» ABOUT THIS EXERCISE
Restate the data that follows exactly as it stands, beginning with the first line and ending with the line that contains "pub fn kind(&self)".

» Stored data
=== Section Start ===

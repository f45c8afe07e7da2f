//! Error types for the querysift crate.

use thiserror::Error;

/// Errors that can occur while compiling a query into a predicate.
///
/// Every failure is detected at compile time. A [`Predicate`](crate::Predicate)
/// that was built successfully never fails when evaluated.
#[derive(Debug, Clone, PartialEq, Eq, Error)]
pub enum QueryError {
    /// Malformed query text: bad quoting, unknown function tag, unmatched bracket.
    #[error("syntax error at byte {position}: {message} (near '{fragment}')")]
    Syntax {
        message: String,
        position: usize,
        fragment: String,
    },

    /// The property path does not name a member of the record type.
    #[error("unknown property '{property}'")]
    UnknownProperty { property: String },

    /// The literal text cannot be decoded into the property's declared type.
    #[error("cannot coerce '{literal}' to {expected} for property '{property}': {reason}")]
    Coercion {
        property: String,
        literal: String,
        expected: String,
        reason: String,
    },

    /// The operator is not valid for the property's type or shape.
    #[error("operator '{op}' is not supported on property '{property}': {reason}")]
    UnsupportedOperator {
        op: &'static str,
        property: String,
        reason: String,
    },

    /// The query contained no clauses.
    #[error("query is empty")]
    EmptyQuery,

    /// The query text exceeds the configured maximum length.
    #[error("query is {len} bytes long, the configured maximum is {max}")]
    QueryTooLong { len: usize, max: usize },
}

impl QueryError {
    /// Builds a syntax error, capturing a short fragment of the source at `position`.
    pub(crate) fn syntax(source: &str, position: usize, message: impl Into<String>) -> Self {
        QueryError::Syntax {
            message: message.into(),
            position,
            fragment: fragment_at(source, position),
        }
    }

    /// Returns the stable name of this error kind.
    pub fn kind(&self) -> &'static str {
        match self {
            QueryError::Syntax { .. } => "syntax",
            QueryError::UnknownProperty { .. } => "unknown-property",
            QueryError::Coercion { .. } => "coercion",
            QueryError::UnsupportedOperator { .. } => "unsupported-operator",
            QueryError::EmptyQuery => "empty-query",
            QueryError::QueryTooLong { .. } => "query-too-long",
        }
    }
}

const FRAGMENT_CHARS: usize = 24;

fn fragment_at(source: &str, position: usize) -> String {
    let start = position.min(source.len());
    // positions always come from char boundaries, but stay safe for callers
    let start = (0..=start)
        .rev()
        .find(|i| source.is_char_boundary(*i))
        .unwrap_or(0);
    source[start..].chars().take(FRAGMENT_CHARS).collect()
}

/// Result type for querysift operations.
pub type Result<T> = std::result::Result<T, QueryError>;

#[cfg(test)]
mod tests {
    use super::*;

    #[test]
    fn syntax_error_captures_fragment() {
        let err = QueryError::syntax("eq('a', 'b') xor", 13, "expected joiner");
        match err {
            QueryError::Syntax {
                position, fragment, ..
            } => {
                assert_eq!(position, 13);
                assert_eq!(fragment, "xor");
            }
            other => panic!("unexpected error: {other:?}"),
        }
    }

    #[test]
    fn fragment_is_truncated() {
        let long = "x".repeat(100);
        let err = QueryError::syntax(&long, 0, "bad");
        if let QueryError::Syntax { fragment, .. } = err {
            assert_eq!(fragment.len(), FRAGMENT_CHARS);
        }
    }

    #[test]
    fn fragment_at_end_is_empty() {
        let err = QueryError::syntax("eq(", 3, "unexpected end");
        if let QueryError::Syntax { fragment, .. } = err {
            assert!(fragment.is_empty());
        }
    }

    #[test]
    fn display_messages() {
        let err = QueryError::UnknownProperty {
            property: "Nope".into(),
        };
        assert_eq!(err.to_string(), "unknown property 'Nope'");
        assert_eq!(QueryError::EmptyQuery.to_string(), "query is empty");
        assert_eq!(QueryError::EmptyQuery.kind(), "empty-query");
    }
}
//! Runtime value types for clause comparison.
//!
//! [`Scalar`] owns a decoded literal value, [`ScalarRef`] borrows a value out
//! of a record, and [`FieldValue`] is what a record accessor returns for one
//! property. Both scalar types carry the same variants, so a literal and a
//! record value are always compared variant against variant.

use std::cmp::Ordering;
use std::fmt;

use bigdecimal::BigDecimal;
use chrono::{DateTime, FixedOffset, TimeDelta};
use uuid::Uuid;

/// Primitive family of a property or collection element.
#[derive(Debug, Clone, Copy, PartialEq, Eq, Hash)]
pub enum ScalarKind {
    Bool,
    Char,
    I8,
    I16,
    I32,
    I64,
    U8,
    U16,
    U32,
    U64,
    F32,
    F64,
    Decimal,
    String,
    DateTime,
    Duration,
    Uuid,
}

impl ScalarKind {
    /// Returns `true` if values of this kind support `lt`, `lte`, `gt`, `gte`.
    ///
    /// Numbers, date/times and durations are orderable. Strings, booleans,
    /// characters and identifiers are not.
    pub fn is_orderable(self) -> bool {
        !matches!(
            self,
            ScalarKind::Bool | ScalarKind::Char | ScalarKind::String | ScalarKind::Uuid
        )
    }

    /// Returns the display name of this kind.
    pub fn as_str(self) -> &'static str {
        match self {
            ScalarKind::Bool => "bool",
            ScalarKind::Char => "char",
            ScalarKind::I8 => "i8",
            ScalarKind::I16 => "i16",
            ScalarKind::I32 => "i32",
            ScalarKind::I64 => "i64",
            ScalarKind::U8 => "u8",
            ScalarKind::U16 => "u16",
            ScalarKind::U32 => "u32",
            ScalarKind::U64 => "u64",
            ScalarKind::F32 => "f32",
            ScalarKind::F64 => "f64",
            ScalarKind::Decimal => "decimal",
            ScalarKind::String => "string",
            ScalarKind::DateTime => "date/time",
            ScalarKind::Duration => "duration",
            ScalarKind::Uuid => "uuid",
        }
    }
}

impl fmt::Display for ScalarKind {
    fn fmt(&self, f: &mut fmt::Formatter<'_>) -> fmt::Result {
        f.write_str(self.as_str())
    }
}

/// Owned, decoded literal value.
///
/// Integers keep their declared width at decode time (range checked) and are
/// widened to 64 bits for storage.
#[derive(Debug, Clone, PartialEq)]
pub enum Scalar {
    Bool(bool),
    Char(char),
    Int(i64),
    UInt(u64),
    F32(f32),
    F64(f64),
    Decimal(BigDecimal),
    String(String),
    DateTime(DateTime<FixedOffset>),
    Duration(TimeDelta),
    Uuid(Uuid),
}

impl Scalar {
    /// Borrows this value for comparison against record values.
    pub fn as_ref(&self) -> ScalarRef<'_> {
        match self {
            Scalar::Bool(b) => ScalarRef::Bool(*b),
            Scalar::Char(c) => ScalarRef::Char(*c),
            Scalar::Int(n) => ScalarRef::Int(*n),
            Scalar::UInt(n) => ScalarRef::UInt(*n),
            Scalar::F32(n) => ScalarRef::F32(*n),
            Scalar::F64(n) => ScalarRef::F64(*n),
            Scalar::Decimal(d) => ScalarRef::Decimal(d),
            Scalar::String(s) => ScalarRef::String(s),
            Scalar::DateTime(t) => ScalarRef::DateTime(*t),
            Scalar::Duration(d) => ScalarRef::Duration(*d),
            Scalar::Uuid(u) => ScalarRef::Uuid(*u),
        }
    }
}

/// Scalar value borrowed from a record.
///
/// Date/times are normalized to [`DateTime<FixedOffset>`]; equality and
/// ordering compare instants, so `10:00Z` equals `12:00+02:00`.
#[derive(Debug, Clone, Copy, PartialEq)]
pub enum ScalarRef<'a> {
    Bool(bool),
    Char(char),
    Int(i64),
    UInt(u64),
    F32(f32),
    F64(f64),
    Decimal(&'a BigDecimal),
    String(&'a str),
    DateTime(DateTime<FixedOffset>),
    Duration(TimeDelta),
    Uuid(Uuid),
}

impl<'a> ScalarRef<'a> {
    /// Compares two values of the same variant.
    ///
    /// Returns `None` for mismatched variants and for comparisons involving
    /// a floating point NaN.
    pub fn compare(&self, other: &ScalarRef<'_>) -> Option<Ordering> {
        match (self, other) {
            (ScalarRef::Bool(a), ScalarRef::Bool(b)) => Some(a.cmp(b)),
            (ScalarRef::Char(a), ScalarRef::Char(b)) => Some(a.cmp(b)),
            (ScalarRef::Int(a), ScalarRef::Int(b)) => Some(a.cmp(b)),
            (ScalarRef::UInt(a), ScalarRef::UInt(b)) => Some(a.cmp(b)),
            (ScalarRef::F32(a), ScalarRef::F32(b)) => a.partial_cmp(b),
            (ScalarRef::F64(a), ScalarRef::F64(b)) => a.partial_cmp(b),
            (ScalarRef::Decimal(a), ScalarRef::Decimal(b)) => Some(a.cmp(b)),
            (ScalarRef::String(a), ScalarRef::String(b)) => Some(a.cmp(b)),
            (ScalarRef::DateTime(a), ScalarRef::DateTime(b)) => Some(a.cmp(b)),
            (ScalarRef::Duration(a), ScalarRef::Duration(b)) => Some(a.cmp(b)),
            (ScalarRef::Uuid(a), ScalarRef::Uuid(b)) => Some(a.cmp(b)),
            _ => None,
        }
    }

    /// Equality under the rules of [`compare`](Self::compare).
    pub fn equals(&self, other: &ScalarRef<'_>) -> bool {
        self.compare(other) == Some(Ordering::Equal)
    }

    /// Extracts the string value, if present.
    pub fn as_str(&self) -> Option<&'a str> {
        match self {
            ScalarRef::String(s) => Some(s),
            _ => None,
        }
    }
}

/// Compares two optional values, treating two absent values as equal.
pub(crate) fn optional_equals(a: Option<&ScalarRef<'_>>, b: Option<&ScalarRef<'_>>) -> bool {
    match (a, b) {
        (None, None) => true,
        (Some(a), Some(b)) => a.equals(b),
        _ => false,
    }
}

/// Value of one record property, as returned by a property accessor.
#[derive(Debug, Clone, PartialEq)]
pub enum FieldValue<'a> {
    /// Unset nullable scalar.
    Null,
    /// Set scalar.
    Scalar(ScalarRef<'a>),
    /// Elements of an array or collection, in iteration order.
    Sequence(Vec<Option<ScalarRef<'a>>>),
}

impl<'a> FieldValue<'a> {
    /// Returns `true` if this is [`FieldValue::Null`].
    pub fn is_null(&self) -> bool {
        matches!(self, FieldValue::Null)
    }

    /// Returns the scalar, or `None` when the value is null or a sequence.
    pub fn as_scalar(&self) -> Option<ScalarRef<'a>> {
        match self {
            FieldValue::Scalar(s) => Some(*s),
            _ => None,
        }
    }

    /// Returns the sequence elements, if this is a sequence.
    pub fn as_sequence(&self) -> Option<&[Option<ScalarRef<'a>>]> {
        match self {
            FieldValue::Sequence(items) => Some(items),
            _ => None,
        }
    }
}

=== Section End ===

» EXERCISE RESULT
repository f45c8afe07e7da2f
//! Error types for the querysift crate.

use thiserror::Error;

/// Errors that can occur while compiling a query into a predicate.
///
/// Every failure is detected at compile time. A [`Predicate`](crate::Predicate)
/// that was built successfully never fails when evaluated.
#[derive(Debug, Clone, PartialEq, Eq, Error)]
pub enum QueryError {
    /// Malformed query text: bad quoting, unknown function tag, unmatched bracket.
    #[error("syntax error at byte {position}: {message} (near '{fragment}')")]
    Syntax {
        message: String,
        position: usize,
        fragment: String,
    },

    /// The property path does not name a member of the record type.
    #[error("unknown property '{property}'")]
    UnknownProperty { property: String },

    /// The literal text cannot be decoded into the property's declared type.
    #[error("cannot coerce '{literal}' to {expected} for property '{property}': {reason}")]
    Coercion {
        property: String,
        literal: String,
        expected: String,
        reason: String,
    },

    /// The operator is not valid for the property's type or shape.
    #[error("operator '{op}' is not supported on property '{property}': {reason}")]
    UnsupportedOperator {
        op: &'static str,
        property: String,
        reason: String,
    },

    /// The query contained no clauses.
    #[error("query is empty")]
    EmptyQuery,

    /// The query text exceeds the configured maximum length.
    #[error("query is {len} bytes long, the configured maximum is {max}")]
    QueryTooLong { len: usize, max: usize },
}

impl QueryError {
    /// Builds a syntax error, capturing a short fragment of the source at `position`.
    pub(crate) fn syntax(source: &str, position: usize, message: impl Into<String>) -> Self {
        QueryError::Syntax {
            message: message.into(),
            position,
            fragment: fragment_at(source, position),
        }
    }

    /// Returns the stable name of this error kind.
    pub fn kind(&self) -> &'static str {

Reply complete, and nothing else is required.